To the east of the main chain, as a distant undulation, rises the Monte Conero of a constitution similar to the Marche Apennines. Further to S. the Gargano is a simple arching of the cretaceous layers of the southern type with Eocene edges. Further to the S. still the vast limestone platform of Puglia stretches with horizontal layers parallel to the Apennines, emerging more slowly than this, as evidenced by its partial coverage of Miocene and Pliocene sediments.

The Miocene ends with a general movement of emergence that gives rise to coastal and lagoon deposits (chalky-sulphurous zone) due in part to a transitory Caspian phase in that Mediterranean that had been forming during the alpine distrophism in place of the Tethys. The Pliocene, on the other hand, marks a transgression or thalassocratic period in which all the inlets, canals and straits remained among the recently uplifted lands are invaded by the sea. Sardinia alone is an exception, because in it, which emerged after the middle Miocene, there is no trace of the Pliocene transgression.

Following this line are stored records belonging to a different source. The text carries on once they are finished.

use std::process::ExitCode;
use std::sync::Arc;

use anyhow::{Context, Result, bail};
use clap::Parser;
use runwatch_core::app::DEFAULT_POLL_INTERVAL_MS;
use runwatch_core::domain::{ErrorKind, PollerError};
use runwatch_core::impls::{ConsolePresenter, GithubJobsSource, HttpSettings, HttpStatusSource};
use runwatch_core::{AppBuilder, PollerConfig, StatusSource};
use tracing_subscriber::EnvFilter;

/// Watch a job until it finishes and print the outcome.
#[derive(Debug, Parser)]
#[command(name = "runwatch", version)]
struct Cli {
    /// Status endpoint returning `{status, conclusion, job_url}`.
    #[arg(required_unless_present = "github", conflicts_with = "github")]
    url: Option<String>,

    /// Watch a GitHub Actions run instead (`owner/repo`).
    #[arg(long, requires = "run_id")]
    github: Option<String>,

    /// Workflow run id, used with `--github`.
    #[arg(long, requires = "github")]
    run_id: Option<u64>,

    /// Bearer token sent with every status query.
    #[arg(long, env = "RUNWATCH_TOKEN", hide_env_values = true)]
    token: Option<String>,

    /// Milliseconds between scheduled queries.
    #[arg(long, default_value_t = DEFAULT_POLL_INTERVAL_MS)]
    interval_ms: u64,

    /// Log every poll.
    #[arg(short, long)]
    verbose: bool,
}

fn init_tracing(verbose: bool) {
    let default = if verbose { "runwatch_core=debug,runwatch=debug" } else { "warn" };
    let filter = EnvFilter::try_from_default_env().unwrap_or_else(|_| EnvFilter::new(default));
    tracing_subscriber::fmt()
        .with_env_filter(filter)
        .with_writer(std::io::stderr)
        .init();
}

fn build_source(cli: &Cli) -> Result<Arc<dyn StatusSource>> {
    let settings = HttpSettings {
        token: cli.token.clone(),
        ..HttpSettings::default()
    };

    match (&cli.url, &cli.github, cli.run_id) {
        (Some(url), None, _) => {
            let source = HttpStatusSource::new(url.clone(), settings)
                .context("failed to set up HTTP client")?;
            Ok(Arc::new(source))
        }
        (None, Some(repo), Some(run_id)) => {
            let source = GithubJobsSource::new(repo, run_id, settings)
                .context("failed to set up GitHub client")?;
            tracing::debug!(url = source.url(), "watching GitHub run");
            Ok(Arc::new(source))
        }
        _ => bail!("pass either a status URL or --github with --run-id"),
    }
}

async fn run(cli: Cli) -> Result<bool> {
    let app = AppBuilder::new()
        .source(build_source(&cli)?)
        .presenter(Arc::new(
            ConsolePresenter::stdout().with_revoke_hint(cli.token.is_some()),
        ))
        .config(PollerConfig::from_millis(cli.interval_ms))
        .build()?;

    let outcome = app.start()?.wait().await?;
    tracing::debug!(status = ?app.poller.status(), "poller finished");
    Ok(outcome.is_success())
}

/// 2 for setup errors and misuse, 3 when the poller stopped without an outcome.
fn exit_code(err: &anyhow::Error) -> u8 {
    match err.downcast_ref::<PollerError>().map(PollerError::kind) {
        Some(ErrorKind::Transient) => 3,
        Some(ErrorKind::Misuse) | None => 2,
    }
}

#[tokio::main]
async fn main() -> ExitCode {
    let cli = Cli::parse();
    init_tracing(cli.verbose);

    match run(cli).await {
        Ok(true) => ExitCode::SUCCESS,
        Ok(false) => ExitCode::from(1),
        Err(err) => {
            tracing::error!("{err:#}");
            eprintln!("runwatch: {err:#}");
            ExitCode::from(exit_code(&err))
        }
    }
}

The Quaternary marks a new general uplift where more, where less intense, but always strong, which raises all the coastal Pliocene deposits and thus composes in the current unity all the parts hitherto disjointed. The various Calabrian Pliocene islands come together as a whole; Puglia, Gargano and Conero are joined to the Apennines; the Padano Gulf is reduced and subsequently filled by the Alpine currents. The movement is so intense that the Pliocene is in some cases carried up to over 1000 m. on the sea (Monte dell’Ascensione, 1103 m. near Ascoli); in Calabria the gradual Quaternary rise is marked on the Tyrrhenian side by a fourfold line of terraces; the highest of which has an altitude of 1200 meters.

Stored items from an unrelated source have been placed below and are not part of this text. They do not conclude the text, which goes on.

//! HTTP の StatusSource 実装
//!
//! - `HttpStatusSource`: `{status, conclusion, job_url}` を返す任意の URL
//! - `GithubJobsSource`: GitHub Actions の `runs/{id}/jobs` から先頭の job を読む
//!
//! どちらも失敗はすべて QueryError（Transient）として返します。

use std::fmt;
use std::time::Duration;

use async_trait::async_trait;
use reqwest::header::{ACCEPT, USER_AGENT};
use serde::Deserialize;
use serde::de::DeserializeOwned;

use crate::domain::{QueryError, StatusRecord};
use crate::ports::StatusSource;

const DEFAULT_USER_AGENT: &str = concat!("runwatch/", env!("CARGO_PKG_VERSION"));
pub const GITHUB_API: &str = "https://api.github.com";

#[derive(Clone)]
pub struct HttpSettings {
    pub connect_timeout: Duration,
    pub request_timeout: Duration,
    /// Sent as a bearer token when present.
    pub token: Option<String>,
}

impl Default for HttpSettings {
    fn default() -> Self {
        Self {
            connect_timeout: Duration::from_secs(10),
            request_timeout: Duration::from_secs(30),
            token: None,
        }
    }
}

fn redact(token: &Option<String>) -> Option<&'static str> {
    token.as_ref().map(|_| "<redacted>")
}

impl fmt::Debug for HttpSettings {
    fn fmt(&self, f: &mut fmt::Formatter<'_>) -> fmt::Result {
        f.debug_struct("HttpSettings")
            .field("connect_timeout", &self.connect_timeout)
            .field("request_timeout", &self.request_timeout)
            .field("token", &redact(&self.token))
            .finish()
    }
}

#[derive(Clone)]
struct JsonClient {
    client: reqwest::Client,
    token: Option<String>,
}

impl JsonClient {
    fn new(settings: &HttpSettings) -> Result<Self, QueryError> {
        let client = reqwest::Client::builder()
            .connect_timeout(settings.connect_timeout)
            .timeout(settings.request_timeout)
            .build()
            .map_err(map_reqwest_error)?;
        Ok(Self {
            client,
            token: settings.token.clone(),
        })
    }

    async fn get<T: DeserializeOwned>(&self, url: &str, accept: &str) -> Result<T, QueryError> {
        let mut request = self
            .client
            .get(url)
            .header(USER_AGENT, DEFAULT_USER_AGENT)
            .header(ACCEPT, accept);
        if let Some(token) = &self.token {
            request = request.bearer_auth(token);
        }

        let response = request.send().await.map_err(map_reqwest_error)?;
        let status = response.status();
        if !status.is_success() {
            return Err(QueryError::HttpStatus(status.as_u16()));
        }

        let body = response.bytes().await.map_err(map_reqwest_error)?;
        Ok(serde_json::from_slice(&body)?)
    }
}

impl fmt::Debug for JsonClient {
    fn fmt(&self, f: &mut fmt::Formatter<'_>) -> fmt::Result {
        f.debug_struct("JsonClient")
            .field("client", &self.client)
            .field("token", &redact(&self.token))
            .finish()
    }
}

fn map_reqwest_error(err: reqwest::Error) -> QueryError {
    if err.is_decode() {
        return QueryError::Decode(err.to_string());
    }
    QueryError::Network(err.to_string())
}

/// Reads a status endpoint that already speaks `{status, conclusion, job_url}`.
#[derive(Debug, Clone)]
pub struct HttpStatusSource {
    url: String,
    client: JsonClient,
}

impl HttpStatusSource {
    pub fn new(url: impl Into<String>, settings: HttpSettings) -> Result<Self, QueryError> {
        Ok(Self {
            url: url.into(),
            client: JsonClient::new(&settings)?,
        })
    }
}

#[async_trait]
impl StatusSource for HttpStatusSource {
    async fn fetch(&self) -> Result<StatusRecord, QueryError> {
        self.client.get(&self.url, "application/json").await
    }
}

#[derive(Debug, Deserialize)]
struct JobsPage {
    #[serde(default)]
    jobs: Vec<GithubJob>,
}

#[derive(Debug, Deserialize)]
struct GithubJob {
    status: String,
    conclusion: Option<String>,
    html_url: String,
}

impl From<GithubJob> for StatusRecord {
    fn from(job: GithubJob) -> Self {
        StatusRecord {
            status: job.status,
            conclusion: job.conclusion,
            job_url: job.html_url,
        }
    }
}

/// Watches the first job of a GitHub Actions workflow run.
#[derive(Debug, Clone)]
pub struct GithubJobsSource {
    url: String,
    client: JsonClient,
}

impl GithubJobsSource {
    /// `repo` is `owner/name`.
    pub fn new(repo: &str, run_id: u64, settings: HttpSettings) -> Result<Self, QueryError> {
        Self::with_api_base(GITHUB_API, repo, run_id, settings)
    }

    pub fn with_api_base(
        api_base: &str,
        repo: &str,
        run_id: u64,
        settings: HttpSettings,
    ) -> Result<Self, QueryError> {
        let api_base = api_base.trim_end_matches('/');
        Ok(Self {
            url: format!("{api_base}/repos/{repo}/actions/runs/{run_id}/jobs"),
            client: JsonClient::new(&settings)?,
        })
    }

    pub fn url(&self) -> &str {
        &self.url
    }
}

#[async_trait]
impl StatusSource for GithubJobsSource {
    async fn fetch(&self) -> Result<StatusRecord, QueryError> {
        let page: JobsPage = self
            .client
            .get(&self.url, "application/vnd.github+json")
            .await?;
        page.jobs
            .into_iter()
            .next()
            .map(StatusRecord::from)
            .ok_or_else(|| QueryError::Decode("no jobs in run".to_string()))
    }
}

#[cfg(test)]
mod tests {
    use super::*;

    #[test]
    fn github_url_is_built_from_repo_and_run() {
        let source =
            GithubJobsSource::with_api_base("http://localhost:1/", "octo/hello", 42, HttpSettings::default())
                .unwrap();
        assert_eq!(source.url(), "http://localhost:1/repos/octo/hello/actions/runs/42/jobs");
    }

    #[test]
    fn debug_output_hides_token() {
        let settings = HttpSettings {
            token: Some("ghp_secret".to_string()),
            ..HttpSettings::default()
        };
        let source = HttpStatusSource::new("http://localhost:1/status", settings.clone()).unwrap();

        for text in [format!("{settings:?}"), format!("{source:?}")] {
            assert!(!text.contains("ghp_secret"), "{text}");
            assert!(text.contains("<redacted>"), "{text}");
        }
    }
}
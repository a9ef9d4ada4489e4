//! StatusSource port - リモートのジョブ状態を取得する
//!
//! 認証・ページング・リトライは実装側の責務です（コアは関知しない）。

use async_trait::async_trait;

use crate::domain::{QueryError, StatusRecord};

/// StatusSource は引数なしで最新の StatusRecord を返す
///
/// # 実装
/// - `HttpStatusSource`: 任意のステータス URL（本番用）
/// - `GithubJobsSource`: GitHub Actions の jobs API
/// - `ScriptedStatusSource`: テスト用の台本
#[async_trait]
pub trait StatusSource: Send + Sync {
    async fn fetch(&self) -> Result<StatusRecord, QueryError>;
}
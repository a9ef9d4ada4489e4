//! Ports - 抽象化レイヤー
//!
//! StatusPoller が依存する外部コラボレーターの trait を定義します。
//! 実装は `impls` にあります。

pub mod presenter;
pub mod status_source;

pub use self::presenter::Presenter;
pub use self::status_source::StatusSource;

The alpine diastrophism is accompanied from its beginning by eruptive manifestations. Among the oldest in the Alps are the Euganei dating from the Cretaceous period, the Eocene basalts of Monte Baldo, Veronese and Vicentino, and the Berici. Miocene are the granites and porphyries of Elba and the metaliferous chain, the syenites of Biella and the diorites of Traversella, the granites of S. Fedelino. In Sardinia, trachytes and basalts followed one another from the beginning of the Miocene to the opening of the Quaternary. In Sicily the basalts of the Val di Noto continue until the upper Miocene an activity that began in the Mesozoic in the center of the island. In the Quaternary there is a grandiose revival of volcanism. On the internal side of the Apennines Capraia, Monte Amiata, the volcanoes of Lazio, Campania, Pontic, Aeolian and Ustica.